A relief plane landed in Singapore early Wednesday morning carrying most of the passengers and crew who flew on a Singapore Airlines jetliner that was forced to make an emergency landing in Bangkok Tuesday after encountering violent turbulence.
A 73-year-old British man died of a suspected heart attack during the incident, with at least 71 others injured.
Singapore Airlines says Flight SQ321 was cruising over Myanmar’s Irrawaddy Basin about 10 hours into the flight from London to the city-state when it was hit by sudden severe turbulence. The Boeing 777 jetliner dropped from an altitude of about 11,300 meters to about 9,400 meters in three to five minutes before it landed in Bangkok.
Witnesses described a violent scene inside the plane during the turbulence, with passengers thrown about the cabin and slamming their heads into the overhead luggage compartments, some of them so hard it shattered the panels and caused the emergency oxygen masks to fall.

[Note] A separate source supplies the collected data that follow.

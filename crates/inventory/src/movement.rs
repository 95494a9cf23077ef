//! The movement model: one immutable ledger row per stock-affecting event.
//!
//! Kind-to-effect mapping:
//!
//! | kind                         | balance effect            |
//! |------------------------------|---------------------------|
//! | receipt, transfer-in         | `+quantity`               |
//! | issue, loss, transfer-out    | `-quantity`               |
//! | correction                   | `±quantity` by direction  |
//! | adjustment                   | set to exactly `quantity` |

use chrono::{DateTime, Utc};
use rust_decimal::Decimal;
use serde::{Deserialize, Serialize};

use pharmastock_core::{
    BatchId, DomainError, DomainResult, Entity, MovementId, PatientRef, Quantity, SessionRef,
    SubstanceId, TransferId, UnitId, UserId,
};

use crate::balance::BalanceKey;

#[derive(Debug, Copy, Clone, PartialEq, Eq, Hash, Serialize, Deserialize)]
#[serde(rename_all = "snake_case")]
pub enum MovementKind {
    Receipt,
    Issue,
    Correction,
    Adjustment,
    Loss,
    TransferOut,
    TransferIn,
}

impl MovementKind {
    pub fn as_str(self) -> &'static str {
        match self {
            MovementKind::Receipt => "receipt",
            MovementKind::Issue => "issue",
            MovementKind::Correction => "correction",
            MovementKind::Adjustment => "adjustment",
            MovementKind::Loss => "loss",
            MovementKind::TransferOut => "transfer_out",
            MovementKind::TransferIn => "transfer_in",
        }
    }

    /// Fixed direction of the kind; `None` for corrections and adjustments.
    pub fn fixed_direction(self) -> Option<Direction> {
        match self {
            MovementKind::Receipt | MovementKind::TransferIn => Some(Direction::Increase),
            MovementKind::Issue | MovementKind::Loss | MovementKind::TransferOut => {
                Some(Direction::Decrease)
            }
            MovementKind::Correction | MovementKind::Adjustment => None,
        }
    }

    pub fn is_outgoing(self) -> bool {
        self.fixed_direction() == Some(Direction::Decrease)
    }
}

impl core::fmt::Display for MovementKind {
    fn fmt(&self, f: &mut core::fmt::Formatter<'_>) -> core::fmt::Result {
        f.write_str(self.as_str())
    }
}

/// Sign of a movement's effect on the balance.
#[derive(Debug, Copy, Clone, PartialEq, Eq, Hash, Serialize, Deserialize)]
#[serde(rename_all = "snake_case")]
pub enum Direction {
    Increase,
    Decrease,
}

impl Direction {
    pub fn signed(self, quantity: Quantity) -> Decimal {
        match self {
            Direction::Increase => quantity.value(),
            Direction::Decrease => -quantity.value(),
        }
    }
}

/// What recording a movement does to its balance row.
#[derive(Debug, Copy, Clone, PartialEq, Eq)]
pub enum BalanceEffect {
    Delta(Decimal),
    SetTo(Quantity),
}

impl BalanceEffect {
    /// Resulting balance, or `NegativeBalance` when a delta overdraws.
    pub fn apply(self, before: Quantity) -> DomainResult<Quantity> {
        match self {
            BalanceEffect::Delta(delta) => before.apply_signed(delta),
            BalanceEffect::SetTo(q) => Ok(q),
        }
    }
}

/// Optional attribution attached to a movement.
#[derive(Debug, Clone, Default, PartialEq, Eq, Serialize, Deserialize)]
pub struct MovementLinks {
    pub patient: Option<PatientRef>,
    pub session: Option<SessionRef>,
    /// Receiving unit, on transfer-out rows.
    pub destination_unit: Option<UnitId>,
    /// Sending unit, on transfer-in rows.
    pub origin_unit: Option<UnitId>,
    /// The movement a correction amends.
    pub origin_movement: Option<MovementId>,
    pub transfer: Option<TransferId>,
}

/// A movement that has not been recorded yet.
#[derive(Debug, Clone, PartialEq, Eq)]
pub struct MovementDraft {
    pub kind: MovementKind,
    /// Required for corrections; must match the kind's fixed direction otherwise.
    pub direction: Option<Direction>,
    pub key: BalanceKey,
    pub quantity: Quantity,
    pub reason: String,
    pub actor: UserId,
    pub links: MovementLinks,
}

impl MovementDraft {
    pub fn new(
        kind: MovementKind,
        key: BalanceKey,
        quantity: Quantity,
        reason: impl Into<String>,
        actor: UserId,
    ) -> Self {
        Self {
            kind,
            direction: kind.fixed_direction(),
            key,
            quantity,
            reason: reason.into(),
            actor,
            links: MovementLinks::default(),
        }
    }

    pub fn correction(
        key: BalanceKey,
        direction: Direction,
        quantity: Quantity,
        origin: MovementId,
        reason: impl Into<String>,
        actor: UserId,
    ) -> Self {
        let mut draft = Self::new(MovementKind::Correction, key, quantity, reason, actor);
        draft.direction = Some(direction);
        draft.links.origin_movement = Some(origin);
        draft
    }

    pub fn with_links(mut self, links: MovementLinks) -> Self {
        self.links = links;
        self
    }

    pub fn effect(&self) -> DomainResult<BalanceEffect> {
        if self.reason.trim().is_empty() {
            return Err(DomainError::validation("movement reason cannot be empty"));
        }
        if self.kind == MovementKind::Adjustment {
            return Ok(BalanceEffect::SetTo(self.quantity));
        }
        self.quantity.ensure_positive()?;

        let direction = match (self.kind.fixed_direction(), self.direction) {
            (Some(fixed), None) => fixed,
            (Some(fixed), Some(given)) if fixed == given => fixed,
            (Some(_), Some(_)) => {
                return Err(DomainError::validation(format!(
                    "{} movements cannot change direction",
                    self.kind
                )));
            }
            (None, Some(given)) => given,
            (None, None) => {
                return Err(DomainError::validation("correction requires a direction"));
            }
        };
        if self.kind == MovementKind::Correction && self.links.origin_movement.is_none() {
            return Err(DomainError::validation("correction must reference the movement it corrects"));
        }
        Ok(BalanceEffect::Delta(direction.signed(self.quantity)))
    }

    /// Turn the draft into an immutable movement against `balance_before`.
    ///
    /// Overdrawing maps to `InsufficientStock`: from the ledger's point of view
    /// the request asked for more than the row holds.
    pub fn commit(
        self,
        id: MovementId,
        ledger_seq: u64,
        balance_before: Quantity,
        recorded_at: DateTime<Utc>,
    ) -> DomainResult<Movement> {
        let effect = self.effect()?;
        let balance_after = effect.apply(balance_before).map_err(|e| match e {
            DomainError::NegativeBalance { balance, .. } => {
                DomainError::insufficient(self.quantity, balance)
            }
            other => other,
        })?;

        let direction = match effect {
            BalanceEffect::Delta(d) if d.is_sign_negative() => Direction::Decrease,
            BalanceEffect::Delta(_) => Direction::Increase,
            BalanceEffect::SetTo(q) if q < balance_before => Direction::Decrease,
            BalanceEffect::SetTo(_) => Direction::Increase,
        };

        Ok(Movement {
            id,
            ledger_seq,
            substance_id: self.key.substance_id,
            batch_id: self.key.batch_id,
            unit_id: self.key.unit_id,
            kind: self.kind,
            direction,
            quantity: self.quantity,
            balance_before,
            balance_after,
            reason: self.reason,
            actor: self.actor,
            recorded_at,
            links: self.links,
        })
    }
}

/// Immutable ledger entry.
#[derive(Debug, Clone, PartialEq, Eq, Serialize, Deserialize)]
pub struct Movement {
    pub id: MovementId,
    /// Position in the ledger (assigned on append, strictly increasing).
    pub ledger_seq: u64,
    pub substance_id: SubstanceId,
    pub batch_id: BatchId,
    pub unit_id: UnitId,
    pub kind: MovementKind,
    pub direction: Direction,
    pub quantity: Quantity,
    pub balance_before: Quantity,
    pub balance_after: Quantity,
    pub reason: String,
    pub actor: UserId,
    pub recorded_at: DateTime<Utc>,
    pub links: MovementLinks,
}

impl Movement {
    pub fn key(&self) -> BalanceKey {
        BalanceKey::new(self.substance_id, self.batch_id, self.unit_id)
    }

    /// Net change this movement made to its balance row.
    pub fn signed_delta(&self) -> Decimal {
        self.balance_after.signed_diff(self.balance_before)
    }
}

impl Entity for Movement {
    type Id = MovementId;

    fn id(&self) -> &Self::Id {
        &self.id
    }
}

More than 140 of the 211 passengers and crew of Flight SQ321 were greeted by Singapore Airlines CEO Goh Choon Phong and their family members when they arrived at the city-state’s Changi Airport. About 79 passengers and six crew members remained in Bangkok, including 71 people who had been hospitalized.
The British national who died has been identified by the BBC and other news outlets as Geoff Kitchen, who was involved in local amateur theater. He was traveling to Singapore for a long vacation with his wife.
Goh apologized to the passengers for “the traumatic experience” they endured in a video message posted on social media and expressed his condolences to the family of the deceased.
The passenger list included several nationals from Australia, Britain, Malaysia, New Zealand and Singapore.
A 2021 study conducted by the U.S. National Transportation Safety Board found that turbulence accounted for more than a third of all accidents on commercial airlines between 2009 and 2018.
Turbulence, defined as chaotic changes in air pressure, can be caused by many factors, including unstable weather patterns that trigger storms. The most dangerous is clear air turbulence, which is difficult to detect.
Some information for this report was provided by The Associated Press, Reuters and Agence France-Presse.